BEGIN Records to use

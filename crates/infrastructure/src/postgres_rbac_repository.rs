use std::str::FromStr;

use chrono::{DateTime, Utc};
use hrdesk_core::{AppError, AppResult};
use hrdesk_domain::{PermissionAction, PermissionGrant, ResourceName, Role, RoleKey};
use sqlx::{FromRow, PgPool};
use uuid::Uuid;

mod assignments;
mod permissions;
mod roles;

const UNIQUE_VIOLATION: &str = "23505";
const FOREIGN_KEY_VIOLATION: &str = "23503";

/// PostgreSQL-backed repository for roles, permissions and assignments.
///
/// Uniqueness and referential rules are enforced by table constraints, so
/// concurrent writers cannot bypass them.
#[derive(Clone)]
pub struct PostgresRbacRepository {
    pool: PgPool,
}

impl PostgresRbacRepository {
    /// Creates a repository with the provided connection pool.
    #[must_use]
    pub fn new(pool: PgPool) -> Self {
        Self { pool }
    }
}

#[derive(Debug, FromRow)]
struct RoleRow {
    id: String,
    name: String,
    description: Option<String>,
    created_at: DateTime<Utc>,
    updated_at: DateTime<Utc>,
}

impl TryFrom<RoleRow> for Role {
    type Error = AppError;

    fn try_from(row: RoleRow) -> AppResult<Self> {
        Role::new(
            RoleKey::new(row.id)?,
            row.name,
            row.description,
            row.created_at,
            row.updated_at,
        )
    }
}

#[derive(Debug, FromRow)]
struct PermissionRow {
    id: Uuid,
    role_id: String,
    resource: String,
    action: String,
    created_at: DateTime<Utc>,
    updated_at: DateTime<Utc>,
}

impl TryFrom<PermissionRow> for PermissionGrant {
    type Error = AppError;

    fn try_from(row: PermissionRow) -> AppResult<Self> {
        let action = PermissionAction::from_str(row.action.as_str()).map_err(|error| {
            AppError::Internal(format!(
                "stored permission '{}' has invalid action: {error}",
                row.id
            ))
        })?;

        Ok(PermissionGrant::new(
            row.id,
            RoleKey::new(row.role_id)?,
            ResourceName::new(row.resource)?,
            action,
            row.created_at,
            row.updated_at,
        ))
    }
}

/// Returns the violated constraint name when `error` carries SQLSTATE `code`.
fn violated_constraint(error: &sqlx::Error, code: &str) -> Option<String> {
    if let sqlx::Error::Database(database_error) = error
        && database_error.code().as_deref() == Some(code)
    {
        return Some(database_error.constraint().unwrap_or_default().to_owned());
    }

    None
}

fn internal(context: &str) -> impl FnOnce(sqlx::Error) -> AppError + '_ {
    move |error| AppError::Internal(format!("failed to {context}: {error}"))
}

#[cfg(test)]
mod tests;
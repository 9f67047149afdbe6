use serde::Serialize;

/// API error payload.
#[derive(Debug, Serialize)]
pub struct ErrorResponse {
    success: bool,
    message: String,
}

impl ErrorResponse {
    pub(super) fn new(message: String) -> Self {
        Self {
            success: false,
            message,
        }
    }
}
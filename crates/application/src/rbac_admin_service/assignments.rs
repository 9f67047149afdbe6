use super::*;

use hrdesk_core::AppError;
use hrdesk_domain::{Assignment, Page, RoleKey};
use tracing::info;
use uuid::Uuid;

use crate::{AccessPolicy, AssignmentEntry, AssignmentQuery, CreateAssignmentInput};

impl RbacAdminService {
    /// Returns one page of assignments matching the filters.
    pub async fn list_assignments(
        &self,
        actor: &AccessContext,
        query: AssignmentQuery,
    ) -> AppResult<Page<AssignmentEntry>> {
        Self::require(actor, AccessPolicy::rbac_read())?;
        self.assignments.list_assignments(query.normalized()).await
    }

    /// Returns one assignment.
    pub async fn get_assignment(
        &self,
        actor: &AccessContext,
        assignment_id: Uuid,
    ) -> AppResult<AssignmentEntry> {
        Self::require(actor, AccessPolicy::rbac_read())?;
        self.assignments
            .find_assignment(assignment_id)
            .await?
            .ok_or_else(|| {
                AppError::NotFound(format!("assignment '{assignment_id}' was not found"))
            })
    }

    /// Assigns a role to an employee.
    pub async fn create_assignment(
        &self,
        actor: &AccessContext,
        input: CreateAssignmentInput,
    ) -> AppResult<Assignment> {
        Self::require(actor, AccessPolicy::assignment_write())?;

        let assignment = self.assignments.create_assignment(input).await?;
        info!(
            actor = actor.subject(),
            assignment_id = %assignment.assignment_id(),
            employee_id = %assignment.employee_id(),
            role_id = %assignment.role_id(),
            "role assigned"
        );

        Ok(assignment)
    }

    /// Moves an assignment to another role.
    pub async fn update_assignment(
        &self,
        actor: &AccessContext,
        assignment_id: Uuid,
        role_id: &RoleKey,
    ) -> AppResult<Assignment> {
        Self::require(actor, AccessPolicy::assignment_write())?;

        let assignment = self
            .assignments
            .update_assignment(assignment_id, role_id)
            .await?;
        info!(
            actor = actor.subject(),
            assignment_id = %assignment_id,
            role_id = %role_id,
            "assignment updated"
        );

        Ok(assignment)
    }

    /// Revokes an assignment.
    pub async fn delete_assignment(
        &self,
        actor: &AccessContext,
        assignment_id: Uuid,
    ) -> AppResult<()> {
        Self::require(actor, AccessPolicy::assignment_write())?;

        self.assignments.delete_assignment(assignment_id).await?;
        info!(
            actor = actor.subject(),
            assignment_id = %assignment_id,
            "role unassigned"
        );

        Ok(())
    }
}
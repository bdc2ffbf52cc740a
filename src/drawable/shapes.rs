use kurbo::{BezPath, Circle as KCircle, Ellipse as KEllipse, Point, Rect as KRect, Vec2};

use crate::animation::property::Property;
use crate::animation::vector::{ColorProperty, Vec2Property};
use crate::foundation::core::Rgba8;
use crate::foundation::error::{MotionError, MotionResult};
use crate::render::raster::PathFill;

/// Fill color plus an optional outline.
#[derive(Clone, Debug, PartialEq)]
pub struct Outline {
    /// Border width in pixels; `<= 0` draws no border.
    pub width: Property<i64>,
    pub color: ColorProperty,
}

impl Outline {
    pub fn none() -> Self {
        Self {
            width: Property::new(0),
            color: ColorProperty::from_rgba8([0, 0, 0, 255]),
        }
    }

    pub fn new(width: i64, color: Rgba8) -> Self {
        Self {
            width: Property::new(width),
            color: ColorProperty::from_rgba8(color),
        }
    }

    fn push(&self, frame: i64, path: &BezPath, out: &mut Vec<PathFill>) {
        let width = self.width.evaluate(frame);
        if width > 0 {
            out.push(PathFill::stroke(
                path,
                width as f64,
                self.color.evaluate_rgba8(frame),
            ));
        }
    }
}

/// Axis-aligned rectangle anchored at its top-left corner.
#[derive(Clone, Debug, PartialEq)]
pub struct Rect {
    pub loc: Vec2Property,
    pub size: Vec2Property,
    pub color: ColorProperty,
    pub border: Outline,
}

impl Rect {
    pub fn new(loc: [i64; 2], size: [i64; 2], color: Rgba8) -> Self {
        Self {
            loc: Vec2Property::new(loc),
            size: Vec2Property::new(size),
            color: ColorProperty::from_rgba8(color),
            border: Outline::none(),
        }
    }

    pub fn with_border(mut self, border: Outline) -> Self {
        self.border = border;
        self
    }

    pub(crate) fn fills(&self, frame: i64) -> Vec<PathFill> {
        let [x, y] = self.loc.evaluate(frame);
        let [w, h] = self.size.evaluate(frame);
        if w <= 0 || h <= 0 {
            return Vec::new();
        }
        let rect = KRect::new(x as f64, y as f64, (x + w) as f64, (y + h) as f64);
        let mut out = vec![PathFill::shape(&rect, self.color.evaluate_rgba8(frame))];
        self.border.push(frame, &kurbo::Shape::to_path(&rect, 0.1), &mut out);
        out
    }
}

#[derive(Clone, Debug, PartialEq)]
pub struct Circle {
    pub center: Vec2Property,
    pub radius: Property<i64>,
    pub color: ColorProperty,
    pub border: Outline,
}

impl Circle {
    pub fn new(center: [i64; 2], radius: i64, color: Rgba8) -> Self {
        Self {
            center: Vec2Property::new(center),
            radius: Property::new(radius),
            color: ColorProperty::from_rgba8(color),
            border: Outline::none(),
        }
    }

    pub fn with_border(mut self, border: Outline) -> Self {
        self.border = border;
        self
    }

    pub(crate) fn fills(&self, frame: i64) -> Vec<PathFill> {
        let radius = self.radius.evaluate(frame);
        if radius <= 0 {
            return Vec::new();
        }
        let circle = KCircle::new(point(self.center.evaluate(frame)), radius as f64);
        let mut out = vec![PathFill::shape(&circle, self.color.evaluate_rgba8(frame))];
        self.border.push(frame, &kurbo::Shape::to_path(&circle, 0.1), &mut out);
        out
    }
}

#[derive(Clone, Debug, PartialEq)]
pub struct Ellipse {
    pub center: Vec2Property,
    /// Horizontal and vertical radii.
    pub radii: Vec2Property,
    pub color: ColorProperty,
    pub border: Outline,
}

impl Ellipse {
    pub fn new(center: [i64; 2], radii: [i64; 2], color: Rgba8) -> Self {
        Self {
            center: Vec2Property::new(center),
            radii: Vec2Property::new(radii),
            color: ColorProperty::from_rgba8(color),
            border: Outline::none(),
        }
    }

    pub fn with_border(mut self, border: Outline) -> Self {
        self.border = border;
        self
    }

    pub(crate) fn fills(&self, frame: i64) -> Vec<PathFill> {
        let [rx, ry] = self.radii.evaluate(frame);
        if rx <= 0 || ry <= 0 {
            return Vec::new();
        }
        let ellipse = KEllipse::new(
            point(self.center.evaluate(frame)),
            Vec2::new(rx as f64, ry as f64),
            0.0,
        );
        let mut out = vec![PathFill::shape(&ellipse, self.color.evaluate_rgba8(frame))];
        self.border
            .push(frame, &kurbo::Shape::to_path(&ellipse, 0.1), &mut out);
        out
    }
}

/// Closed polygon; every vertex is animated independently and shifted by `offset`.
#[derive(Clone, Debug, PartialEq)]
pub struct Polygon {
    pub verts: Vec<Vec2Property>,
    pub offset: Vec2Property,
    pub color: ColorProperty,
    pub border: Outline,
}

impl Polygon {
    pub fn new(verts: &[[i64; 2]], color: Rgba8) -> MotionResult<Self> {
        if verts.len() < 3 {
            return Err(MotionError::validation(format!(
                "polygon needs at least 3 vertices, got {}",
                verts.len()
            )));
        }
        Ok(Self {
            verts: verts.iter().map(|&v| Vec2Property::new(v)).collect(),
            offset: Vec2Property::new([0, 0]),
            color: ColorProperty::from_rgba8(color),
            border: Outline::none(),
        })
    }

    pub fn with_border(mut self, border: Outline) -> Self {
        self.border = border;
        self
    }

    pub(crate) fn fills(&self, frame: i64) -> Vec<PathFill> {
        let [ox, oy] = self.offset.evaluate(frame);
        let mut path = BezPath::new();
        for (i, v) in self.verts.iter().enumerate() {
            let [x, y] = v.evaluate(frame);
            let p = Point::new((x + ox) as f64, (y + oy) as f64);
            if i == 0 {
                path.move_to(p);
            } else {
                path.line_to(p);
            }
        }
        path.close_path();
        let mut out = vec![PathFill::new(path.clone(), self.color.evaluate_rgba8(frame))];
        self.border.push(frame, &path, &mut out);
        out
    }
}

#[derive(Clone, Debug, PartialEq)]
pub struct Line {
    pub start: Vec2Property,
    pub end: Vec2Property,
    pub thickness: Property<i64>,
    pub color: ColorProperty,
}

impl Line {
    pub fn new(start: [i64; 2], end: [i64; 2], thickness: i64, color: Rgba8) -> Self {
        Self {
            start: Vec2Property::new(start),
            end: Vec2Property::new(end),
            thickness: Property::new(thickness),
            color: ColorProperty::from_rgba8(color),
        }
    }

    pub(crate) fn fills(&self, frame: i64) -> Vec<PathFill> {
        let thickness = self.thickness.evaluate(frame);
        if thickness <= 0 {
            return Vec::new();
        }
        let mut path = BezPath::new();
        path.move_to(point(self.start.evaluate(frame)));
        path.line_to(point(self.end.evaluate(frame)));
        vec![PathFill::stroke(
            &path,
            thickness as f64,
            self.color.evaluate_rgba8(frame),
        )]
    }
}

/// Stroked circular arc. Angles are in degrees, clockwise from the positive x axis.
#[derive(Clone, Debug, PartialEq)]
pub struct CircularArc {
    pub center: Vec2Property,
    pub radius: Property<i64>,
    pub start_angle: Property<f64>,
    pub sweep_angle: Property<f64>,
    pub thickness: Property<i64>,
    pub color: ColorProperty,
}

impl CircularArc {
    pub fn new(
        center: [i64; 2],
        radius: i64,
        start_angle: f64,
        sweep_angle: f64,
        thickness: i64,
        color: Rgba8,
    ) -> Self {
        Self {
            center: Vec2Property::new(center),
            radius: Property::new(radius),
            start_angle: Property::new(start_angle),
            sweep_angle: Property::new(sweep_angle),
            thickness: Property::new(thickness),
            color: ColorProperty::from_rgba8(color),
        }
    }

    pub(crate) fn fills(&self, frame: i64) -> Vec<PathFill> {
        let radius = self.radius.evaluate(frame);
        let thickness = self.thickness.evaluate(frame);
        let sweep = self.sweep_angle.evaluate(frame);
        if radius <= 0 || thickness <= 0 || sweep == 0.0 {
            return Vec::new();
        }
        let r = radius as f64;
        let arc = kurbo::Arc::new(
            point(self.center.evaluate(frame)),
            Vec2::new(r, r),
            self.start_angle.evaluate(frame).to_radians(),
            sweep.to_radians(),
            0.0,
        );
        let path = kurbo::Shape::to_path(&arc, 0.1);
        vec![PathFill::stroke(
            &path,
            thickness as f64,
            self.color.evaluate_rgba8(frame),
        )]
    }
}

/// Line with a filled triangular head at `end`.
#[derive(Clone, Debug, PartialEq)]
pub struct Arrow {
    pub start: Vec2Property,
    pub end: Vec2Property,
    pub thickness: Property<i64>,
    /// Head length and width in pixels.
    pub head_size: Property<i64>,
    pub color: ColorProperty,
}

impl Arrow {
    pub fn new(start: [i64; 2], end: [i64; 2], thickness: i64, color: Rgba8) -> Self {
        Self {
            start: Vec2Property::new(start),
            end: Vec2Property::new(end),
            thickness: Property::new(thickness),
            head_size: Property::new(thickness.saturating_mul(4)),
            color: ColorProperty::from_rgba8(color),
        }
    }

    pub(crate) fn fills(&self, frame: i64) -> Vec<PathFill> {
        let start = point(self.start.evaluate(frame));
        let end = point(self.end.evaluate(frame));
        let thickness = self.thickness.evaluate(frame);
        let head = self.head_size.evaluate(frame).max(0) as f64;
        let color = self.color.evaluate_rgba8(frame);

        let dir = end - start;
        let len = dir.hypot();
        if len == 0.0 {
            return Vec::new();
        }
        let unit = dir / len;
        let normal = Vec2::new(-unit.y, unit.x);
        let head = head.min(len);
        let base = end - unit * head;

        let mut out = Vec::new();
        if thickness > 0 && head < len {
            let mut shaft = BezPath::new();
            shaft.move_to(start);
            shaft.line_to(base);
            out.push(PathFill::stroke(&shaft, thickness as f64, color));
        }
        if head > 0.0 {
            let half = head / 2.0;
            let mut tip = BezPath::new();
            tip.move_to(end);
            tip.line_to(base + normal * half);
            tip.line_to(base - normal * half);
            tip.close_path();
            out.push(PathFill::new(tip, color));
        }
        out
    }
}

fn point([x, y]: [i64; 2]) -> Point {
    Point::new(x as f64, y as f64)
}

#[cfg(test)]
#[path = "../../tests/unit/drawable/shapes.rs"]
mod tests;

END Records to use

» What you should do: Give the number of lines in the entries above that include the string "Some". Write nothing but that number.

» Task result: 2